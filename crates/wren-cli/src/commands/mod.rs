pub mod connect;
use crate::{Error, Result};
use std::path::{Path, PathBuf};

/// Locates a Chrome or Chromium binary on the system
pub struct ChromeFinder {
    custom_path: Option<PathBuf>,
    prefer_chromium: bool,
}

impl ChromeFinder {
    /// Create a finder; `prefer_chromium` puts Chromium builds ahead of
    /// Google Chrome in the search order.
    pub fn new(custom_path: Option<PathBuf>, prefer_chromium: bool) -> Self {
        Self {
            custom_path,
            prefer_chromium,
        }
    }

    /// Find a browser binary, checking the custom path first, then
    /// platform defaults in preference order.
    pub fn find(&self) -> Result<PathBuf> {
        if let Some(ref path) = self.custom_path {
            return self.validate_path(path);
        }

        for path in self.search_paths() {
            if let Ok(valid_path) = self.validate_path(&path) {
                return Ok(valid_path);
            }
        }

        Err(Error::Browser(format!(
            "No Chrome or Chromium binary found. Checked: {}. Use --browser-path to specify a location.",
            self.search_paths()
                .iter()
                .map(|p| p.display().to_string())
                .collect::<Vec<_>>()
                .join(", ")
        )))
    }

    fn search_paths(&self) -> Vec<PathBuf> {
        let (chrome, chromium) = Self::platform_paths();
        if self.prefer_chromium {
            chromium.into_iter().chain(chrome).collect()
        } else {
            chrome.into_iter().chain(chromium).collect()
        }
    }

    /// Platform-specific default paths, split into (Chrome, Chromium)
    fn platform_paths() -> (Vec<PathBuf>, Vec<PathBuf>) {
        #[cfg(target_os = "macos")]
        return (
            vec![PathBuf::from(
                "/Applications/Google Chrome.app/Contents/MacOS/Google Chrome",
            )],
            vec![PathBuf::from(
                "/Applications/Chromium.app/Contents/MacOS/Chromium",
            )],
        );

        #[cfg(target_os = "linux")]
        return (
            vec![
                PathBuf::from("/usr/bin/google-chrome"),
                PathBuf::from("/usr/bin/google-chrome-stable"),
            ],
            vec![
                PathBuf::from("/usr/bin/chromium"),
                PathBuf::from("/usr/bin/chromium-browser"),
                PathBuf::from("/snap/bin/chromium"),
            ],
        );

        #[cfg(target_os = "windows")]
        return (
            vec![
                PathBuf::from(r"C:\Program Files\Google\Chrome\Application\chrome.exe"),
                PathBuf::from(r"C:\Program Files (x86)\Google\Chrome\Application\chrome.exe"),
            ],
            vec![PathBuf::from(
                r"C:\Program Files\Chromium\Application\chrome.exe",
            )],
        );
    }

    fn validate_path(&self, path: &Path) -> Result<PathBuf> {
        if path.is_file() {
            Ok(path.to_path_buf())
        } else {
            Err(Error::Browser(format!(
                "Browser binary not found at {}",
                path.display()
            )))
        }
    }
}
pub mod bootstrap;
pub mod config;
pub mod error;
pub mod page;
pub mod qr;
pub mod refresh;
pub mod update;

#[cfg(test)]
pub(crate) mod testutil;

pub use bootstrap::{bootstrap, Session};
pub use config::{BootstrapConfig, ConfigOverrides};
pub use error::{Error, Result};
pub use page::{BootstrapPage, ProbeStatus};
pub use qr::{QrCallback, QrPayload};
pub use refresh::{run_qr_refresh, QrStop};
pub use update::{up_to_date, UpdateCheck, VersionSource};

☆ ☆ ☆

__PROBLEM TO WORK ON__:
Output every entry again, exactly as given.

__TASK SOLUTION__:
filename crates/wren-cli/src/commands/mod.rs
pub mod connect;
use crate::{Error, Result};
use std::path::{Path, PathBuf};

/// Locates a Chrome or Chromium binary on the system
pub struct ChromeFinder {
    custom_path: Option<PathBuf>,
    prefer_chromium: bool,
}

impl ChromeFinder {
    /// Create a finder; `prefer_chromium` puts Chromium builds ahead of
    /// Google Chrome in the search order.
    pub fn new(custom_path: Option<PathBuf>, prefer_chromium: bool) -> Self {
        Self {
            custom_path,
            prefer_chromium,
        }
    }

    /// Find a browser binary, checking the custom path first, then
    /// platform defaults in preference order.
    pub fn find(&self) -> Result<PathBuf> {
        if let Some(ref path) = self.custom_path {
            return self.validate_path(path);
        }

        for path in self.search_paths() {
            if let Ok(valid_path) = self.validate_path(&path) {
                return Ok(valid_path);
            }
        }

        Err(Error::Browser(format!(
            "No Chrome or Chromium binary found. Checked: {}. Use --browser-path to specify a location.",
            self.search_paths()
                .iter()
                .map(|p| p.display().to_string())
                .collect::<Vec<_>>()
                .join(", ")
        )))
    }

    fn search_paths(&self) -> Vec<PathBuf> {
        let (chrome, chromium) = Self::platform_paths();
        if self.prefer_chromium {
            chromium.into_iter().chain(chrome).collect()
        } else {
            chrome.into_iter().chain(chromium).collect()
        }
    }

    /// Platform-specific default paths, split into (Chrome, Chromium)
    fn platform_paths() -> (Vec<PathBuf>, Vec<PathBuf>) {
        #[cfg(target_os = "macos")]
        return (
            vec![PathBuf::from(
                "/Applications/Google Chrome.app/Contents/MacOS/Google Chrome",
            )],
            vec![PathBuf::from(
                "/Applications/Chromium.app/Contents/MacOS/Chromium",
            )],
        );

        #[cfg(target_os = "linux")]
        return (
            vec![
                PathBuf::from("/usr/bin/google-chrome"),
                PathBuf::from("/usr/bin/google-chrome-stable"),
            ],
            vec![
                PathBuf::from("/usr/bin/chromium"),
                PathBuf::from("/usr/bin/chromium-browser"),
                PathBuf::from("/snap/bin/chromium"),
            ],
        );

        #[cfg(target_os = "windows")]
        return (
            vec![
                PathBuf::from(r"C:\Program Files\Google\Chrome\Application\chrome.exe"),
                PathBuf::from(r"C:\Program Files (x86)\Google\Chrome\Application\chrome.exe"),
            ],
            vec![PathBuf::from(
                r"C:\Program Files\Chromium\Application\chrome.exe",
            )],
        );
    }

    fn validate_path(&self, path: &Path) -> Result<PathBuf> {
        if path.is_file() {
            Ok(path.to_path_buf())
        } else {
            Err(Error::Browser(format!(
                "Browser binary not found at {}",
                path.display()
            )))
        }
    }
}
pub mod bootstrap;
pub mod config;
pub mod error;
pub mod page;
pub mod qr;
pub mod refresh;
pub mod update;

#[cfg(test)]
pub(crate) mod testutil;

pub use bootstrap::{bootstrap, Session};
pub use config::{BootstrapConfig, ConfigOverrides};
pub use error::{Error, Result};
pub use page::{BootstrapPage, ProbeStatus};
pub use qr::{QrCallback, QrPayload};
pub use refresh::{run_qr_refresh, QrStop};
pub use update::{up_to_date, UpdateCheck, VersionSource};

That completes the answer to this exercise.